Le cas d'Evaëlle a suscité une vive émotion dans la société française, soulignant les problématiques autour du harcèlement scolaire. Après avoir été relaxée en première instance, Pascale B. a été retrouvée coupable lors d'un second procès en février dernier, où le parquet a insisté sur le fait qu'elle avait encouragé un climat d'humiliation en classe.
Au moment de sa mort, Evaëlle avait dénoncé publiquement le harcèlement subi par ses camarades, mais aussi le comportement de son enseignante, qui a toujours nié être impliquée dans des actes de maltraitance. Lors du procès, l'avocate générale a rappelé que l'enseignante avait « franchi la ligne rouge », notant que ses actes ciblés avaient conduit certains élèves à se sentir stigmatisés.
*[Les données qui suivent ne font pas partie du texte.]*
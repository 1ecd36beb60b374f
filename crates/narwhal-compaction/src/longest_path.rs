//! Longest-path relaxation over the constraint DAG (compaction to the left).

use crate::cgraph::{CNode, CNodeId};
use crate::error::{Error, Result};
use std::collections::VecDeque;

/// Outgoing `(target, gap)` lists, indexed by node.
pub type Adjacency = Vec<Vec<(usize, f64)>>;

/// Moves every unlocked node to its minimal feasible `hitbox.x`.
///
/// Nodes without incoming constraints start at the smallest `x` of all nodes. Locked nodes keep
/// their `x`, but still push their successors.
pub fn compact(nodes: &mut [CNode], adjacency: &Adjacency, locked: &[bool]) -> Result<()> {
    let n = nodes.len();
    if n == 0 {
        return Ok(());
    }

    let min_start = nodes
        .iter()
        .map(|c| c.hitbox.x)
        .fold(f64::INFINITY, f64::min);

    let mut indeg: Vec<usize> = vec![0; n];
    for outs in adjacency {
        for &(t, _) in outs {
            indeg[t] += 1;
        }
    }

    let mut start: Vec<f64> = vec![f64::NEG_INFINITY; n];
    let mut queue: VecDeque<usize> = (0..n).filter(|&v| indeg[v] == 0).collect();
    for &v in &queue {
        start[v] = min_start;
    }

    let mut processed = 0usize;
    while let Some(v) = queue.pop_front() {
        processed += 1;
        if locked[v] {
            start[v] = nodes[v].hitbox.x;
        }
        let end = start[v] + nodes[v].hitbox.width;
        for &(t, gap) in &adjacency[v] {
            start[t] = start[t].max(end + gap);
            indeg[t] -= 1;
            if indeg[t] == 0 {
                queue.push_back(t);
            }
        }
    }

    if processed < n {
        let culprit = node_on_cycle(adjacency, &indeg);
        return Err(Error::PreconditionViolation {
            element: format!("{} ({})", CNodeId::from_index(culprit), nodes[culprit].name),
            reason: "constraint graph contains a cycle".to_string(),
        });
    }

    for (v, node) in nodes.iter_mut().enumerate() {
        if !locked[v] {
            node.hitbox.x = start[v];
        }
    }
    Ok(())
}

/// Walks backwards through unprocessed nodes until one repeats; that node lies on a cycle.
fn node_on_cycle(adjacency: &Adjacency, indeg: &[usize]) -> usize {
    let n = indeg.len();
    let mut pred: Vec<Option<usize>> = vec![None; n];
    for (v, outs) in adjacency.iter().enumerate() {
        if indeg[v] == 0 {
            continue;
        }
        for &(t, _) in outs {
            pred[t].get_or_insert(v);
        }
    }
    let Some(mut cur) = (0..n).find(|&v| indeg[v] > 0) else {
        return 0;
    };
    let mut seen = vec![false; n];
    while !seen[cur] {
        seen[cur] = true;
        match pred[cur] {
            Some(p) => cur = p,
            None => break,
        }
    }
    cur
}
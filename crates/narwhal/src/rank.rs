//! Layer assignment.
//!
//! The graph is copied into an [`NGraph`], solved by [`network_simplex::solve`] and written back
//! as fresh [`Layer`](narwhal_graph::Layer)s.

pub mod network_simplex;
pub mod ngraph;

pub use network_simplex::SimplexStats;
pub use ngraph::{NGraph, NGraphDump};

use crate::config::LayeredConfig;
use crate::error::Result;
use narwhal_graph::LGraph;

#[derive(Debug, Clone)]
pub struct Layering {
    pub layer_count: usize,
    pub stats: SimplexStats,
    /// Working graph snapshot, kept when diagnostics are enabled.
    pub dump: Option<NGraphDump>,
}

/// Assigns every live node to a layer. The graph must be acyclic apart from self-loops.
pub fn assign_layers(graph: &mut LGraph, config: &LayeredConfig) -> Result<Layering> {
    let _span = tracing::debug_span!("assign_layers", nodes = graph.node_count()).entered();

    let mut ng = NGraph::from_lgraph(graph)?;
    let stats = network_simplex::solve(&mut ng, &config.network_simplex)?;
    ng.apply_layers(graph);

    let layer_count = graph.layer_count();
    tracing::debug!(layers = layer_count, pivots = stats.pivots, "layers assigned");
    Ok(Layering {
        layer_count,
        stats,
        dump: config.diagnostics.then(|| ng.dump()),
    })
}
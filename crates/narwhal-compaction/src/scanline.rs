//! Generic sweep: sort points, then hand each one to every handler in turn.

use std::cmp::Ordering;

pub trait ScanlineHandler<P> {
    fn handle(&mut self, point: &P);
}

impl<P, F> ScanlineHandler<P> for F
where
    F: FnMut(&P),
{
    fn handle(&mut self, point: &P) {
        self(point)
    }
}

/// A one-shot sweep over a point set.
///
/// Points are sorted with a stable sort, so points that compare equal are visited in input
/// order. Handlers see each point in the order they were registered.
pub struct Scanline<'h, P> {
    points: Vec<P>,
    handlers: Vec<&'h mut dyn ScanlineHandler<P>>,
}

impl<'h, P> Scanline<'h, P> {
    pub fn new(points: Vec<P>) -> Self {
        Self {
            points,
            handlers: Vec::new(),
        }
    }

    pub fn handler(mut self, handler: &'h mut dyn ScanlineHandler<P>) -> Self {
        self.handlers.push(handler);
        self
    }

    pub fn execute(mut self, order: impl FnMut(&P, &P) -> Ordering) -> Vec<P> {
        self.points.sort_by(order);
        for point in &self.points {
            for handler in self.handlers.iter_mut() {
                handler.handle(point);
            }
        }
        self.points
    }
}

/// Shorthand for a sweep with a single handler.
pub fn execute<P>(
    points: Vec<P>,
    order: impl FnMut(&P, &P) -> Ordering,
    handler: &mut dyn ScanlineHandler<P>,
) -> Vec<P> {
    Scanline::new(points).handler(handler).execute(order)
}
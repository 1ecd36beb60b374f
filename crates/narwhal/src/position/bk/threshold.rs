//! Thresholds that pull a block towards a straight edge while it is being placed.
//!
//! The classic strategy never constrains anything. The straightening strategy looks at the
//! first and last member of a block: if one of their edges leads to an already placed block,
//! the block may not move past the position that makes that edge straight. Edges whose other
//! end is not placed yet are revisited once all blocks are placed.

use super::BkContext;
use super::layout::{AlignedLayout, HDirection, VDirection};
use narwhal_graph::{EdgeId, NodeId, NodeMap, PortId};
use std::collections::VecDeque;

#[derive(Debug, Clone, Copy)]
pub(super) struct Postprocessable {
    free: NodeId,
    is_root: bool,
    edge: Option<EdgeId>,
    has_edges: bool,
}

pub(super) enum ThresholdStrategy {
    Null,
    Straighten {
        block_finished: NodeMap<bool>,
        queue: VecDeque<Postprocessable>,
    },
}

impl ThresholdStrategy {
    pub fn new(ctx: &BkContext<'_>, straighten: bool) -> Self {
        if straighten {
            ThresholdStrategy::Straighten {
                block_finished: NodeMap::new(ctx.graph, false),
                queue: VecDeque::new(),
            }
        } else {
            ThresholdStrategy::Null
        }
    }

    /// The threshold that never restricts a block in this pass.
    pub fn invalid(layout: &AlignedLayout) -> f64 {
        match layout.vdir {
            VDirection::Up => f64::INFINITY,
            VDirection::Down => f64::NEG_INFINITY,
        }
    }

    pub fn calculate(
        &mut self,
        ctx: &BkContext<'_>,
        layout: &mut AlignedLayout,
        old: f64,
        root: NodeId,
        current: NodeId,
    ) -> f64 {
        let ThresholdStrategy::Straighten {
            block_finished,
            queue,
        } = self
        else {
            return old;
        };

        let is_root = root == current;
        let is_last = layout.align[current] == root;
        if !(is_root || is_last) {
            return old;
        }

        let mut t = Self::invalid(layout);
        if is_root {
            t = bound(ctx, layout, block_finished, queue, root, true);
        }
        if !t.is_finite() && is_last {
            t = bound(ctx, layout, block_finished, queue, current, false);
        }
        t
    }

    pub fn finish_block(&mut self, root: NodeId) {
        if let ThresholdStrategy::Straighten { block_finished, .. } = self {
            block_finished[root] = true;
        }
    }

    /// Revisits queued block ends now that every block has a position.
    pub fn post_process(&mut self, ctx: &BkContext<'_>, layout: &mut AlignedLayout) {
        let ThresholdStrategy::Straighten {
            block_finished,
            queue,
        } = self
        else {
            return;
        };

        let mut stack: Vec<Postprocessable> = Vec::new();
        while let Some(pp) = queue.pop_front() {
            let pick = pick_edge(ctx, layout, block_finished, pp);
            if pick.edge.is_none() {
                continue;
            }
            if !process(ctx, layout, pick) {
                stack.push(pick);
            }
        }
        while let Some(pp) = stack.pop() {
            process(ctx, layout, pp);
        }
    }
}

/// Edges of a block end that face the neighbouring layer outside the block.
fn candidate_edges(
    ctx: &BkContext<'_>,
    layout: &AlignedLayout,
    pp: Postprocessable,
) -> Vec<EdgeId> {
    let incoming = if pp.is_root {
        layout.hdir == HDirection::Right
    } else {
        layout.hdir == HDirection::Left
    };
    let neighbors = if incoming {
        &ctx.nb.left[pp.free]
    } else {
        &ctx.nb.right[pp.free]
    };
    neighbors.iter().map(|&(_, e)| e).collect()
}

fn pick_edge(
    ctx: &BkContext<'_>,
    layout: &AlignedLayout,
    block_finished: &NodeMap<bool>,
    mut pp: Postprocessable,
) -> Postprocessable {
    let mut has_edges = false;
    for e in candidate_edges(ctx, layout, pp) {
        if layout.su[layout.root[pp.free]] {
            continue;
        }
        has_edges = true;
        let other = ctx.graph.opposite(e, pp.free);
        if block_finished[layout.root[other]] {
            pp.has_edges = true;
            pp.edge = Some(e);
            return pp;
        }
    }
    pp.has_edges = has_edges;
    pp.edge = None;
    pp
}

/// Ports of `e` as `(on the free node, on the other node)`.
fn ports(ctx: &BkContext<'_>, e: EdgeId, free: NodeId) -> (PortId, PortId) {
    let edge = ctx.graph.edge(e);
    if ctx.graph.port(edge.source()).node == free {
        (edge.source(), edge.target())
    } else {
        (edge.target(), edge.source())
    }
}

fn bound(
    ctx: &BkContext<'_>,
    layout: &mut AlignedLayout,
    block_finished: &NodeMap<bool>,
    queue: &mut VecDeque<Postprocessable>,
    free: NodeId,
    is_root: bool,
) -> f64 {
    let invalid = ThresholdStrategy::invalid(layout);
    let pick = pick_edge(
        ctx,
        layout,
        block_finished,
        Postprocessable {
            free,
            is_root,
            edge: None,
            has_edges: false,
        },
    );
    let Some(e) = pick.edge else {
        if pick.has_edges {
            queue.push_back(pick);
        }
        return invalid;
    };

    let (block_port, other_port) = ports(ctx, e, free);
    let block = ctx.graph.port(block_port);
    let other = ctx.graph.port(other_port);
    let other_root = layout.root[other.node];
    let threshold = layout.y[other_root].unwrap_or(0.0)
        + layout.inner_shift[other.node]
        + other.position.y
        + other.anchor.y
        - layout.inner_shift[block.node]
        - block.position.y
        - block.anchor.y;

    let (source, target) = (ctx.graph.source_node(e), ctx.graph.target_node(e));
    let (sr, tr) = (layout.root[source], layout.root[target]);
    layout.su[sr] = true;
    layout.su[tr] = true;
    threshold
}

/// Moves a block towards the position that makes its picked edge straight, as far as its
/// layer neighbours allow. Returns whether it moved.
fn process(ctx: &BkContext<'_>, layout: &mut AlignedLayout, pp: Postprocessable) -> bool {
    let Some(e) = pp.edge else {
        return false;
    };
    let (block, fix) = ports(ctx, e, pp.free);
    let delta = layout.calculate_delta(ctx.graph, fix, block);
    if delta > 0.0 {
        let available = layout.check_space_above(ctx, pp.free, delta);
        layout.shift_block(pp.free, -available);
        available > 0.0
    } else if delta < 0.0 {
        let available = layout.check_space_below(ctx, pp.free, -delta);
        layout.shift_block(pp.free, available);
        available > 0.0
    } else {
        false
    }
}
Marie Dupuis, la mère d'Evaëlle, a partagé ses craintes quant à l'issue du procès. Elle avait déclaré à RTL : "Nous appréhendons beaucoup cette décision, même si nous avions de l'espoir." Ses paroles reflètent le désespoir que ressentent de nombreux parents face à la montée du harcèlement scolaire dans les établissements français. Ce problème reste malheureusement d'actualité, et cette affaire incite à un besoin urgent de réforme dans la manière dont le corps éducatif gère ces situations délicates.
Les conséquences tragiques de ce drame mettent en lumière la responsabilité partagée dans le cadre éducatif et l'importance des mesures préventives contre le harcèlement. De nombreux experts appellent à un changement systémique au sein des écoles pour protéger les élèves vulnérables et garantir leur sécurité émotionnelle.